*What is required*: Give back the full data, unchanged and complete.
━━━━━━━━━━━━━━━━
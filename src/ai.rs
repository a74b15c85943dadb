// SPDX-License-Identifier: Apache-2.0
// Copyright (C) 2025 Michael Dippery <michael@monkey-robot.com>

//! AI services.

pub mod auth;
pub mod client;
pub mod service;

pub use auth::Auth;
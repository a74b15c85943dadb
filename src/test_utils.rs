// SPDX-License-Identifier: Apache-2.0
// Copyright (C) 2025 Michael Dippery <michael@monkey-robot.com>

use crate::ai::auth::Auth;
use crate::ai::service::APIService;
use crate::http::HTTPResult;
use reqwest::IntoUrl;
use serde::Serialize;
use serde::de::DeserializeOwned;
use serde_json::json;

pub fn do_logging() {
    let _ = env_logger::builder().is_test(true).try_init();
}

/// A deterministic API service that answers every POST with a canned
/// chat completion body.
pub struct TestService {
    body: String,
}

impl TestService {
    /// A service whose every completion contains the given text.
    pub fn completing(text: &str) -> Self {
        let body = json!({
            "id": "chatcmpl-test",
            "object": "chat.completion",
            "choices": [
                {
                    "index": 0,
                    "message": {"role": "assistant", "content": text},
                    "finish_reason": "stop"
                }
            ]
        })
        .to_string();
        Self { body }
    }

    /// A service whose completions contain no choices at all.
    pub fn empty() -> Self {
        let body = json!({"choices": []}).to_string();
        Self { body }
    }
}

impl APIService for TestService {
    async fn post<U, D, R>(&self, _uri: U, _auth: &Auth, _data: &D) -> HTTPResult<R>
    where
        U: IntoUrl + Send,
        D: Serialize + Sync,
        R: DeserializeOwned,
    {
        Ok(serde_json::from_str(&self.body).expect("could not parse canned response"))
    }
}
━━━━━━━━━━━━━━━━
*Response to this task*:
filename src/ai.rs
repository a74b15c85943dadb
// SPDX-License-Identifier: Apache-2.0
// Copyright (C) 2025 Michael Dippery <michael@monkey-robot.com>

//! AI services.

pub mod auth;
pub mod client;
pub mod service;

pub use auth::Auth;
repository a74b15c85943dadb
filename src/test_utils.rs
// SPDX-License-Identifier: Apache-2.0
// Copyright (C) 2025 Michael Dippery <michael@monkey-robot.com>

use crate::ai::auth::Auth;
use crate::ai::service::APIService;
use crate::http::HTTPResult;
use reqwest::IntoUrl;
use serde::Serialize;
use serde::de::DeserializeOwned;
use serde_json::json;

pub fn do_logging() {
    let _ = env_logger::builder().is_test(true).try_init();
}

/// A deterministic API service that answers every POST with a canned
/// chat completion body.
pub struct TestService {
    body: String,
}

impl TestService {
    /// A service whose every completion contains the given text.
    pub fn completing(text: &str) -> Self {
        let body = json!({
            "id": "chatcmpl-test",
            "object": "chat.completion",
            "choices": [
                {
                    "index": 0,
                    "message": {"role": "assistant", "content": text},
                    "finish_reason": "stop"
                }
            ]
        })
        .to_string();
        Self { body }
    }

    /// A service whose completions contain no choices at all.
    pub fn empty() -> Self {
        let body = json!({"choices": []}).to_string();
        Self { body }
    }
}

impl APIService for TestService {
    async fn post<U, D, R>(&self, _uri: U, _auth: &Auth, _data: &D) -> HTTPResult<R>
    where
        U: IntoUrl + Send,
        D: Serialize + Sync,
        R: DeserializeOwned,
    {
        Ok(serde_json::from_str(&self.body).expect("could not parse canned response"))
    }
}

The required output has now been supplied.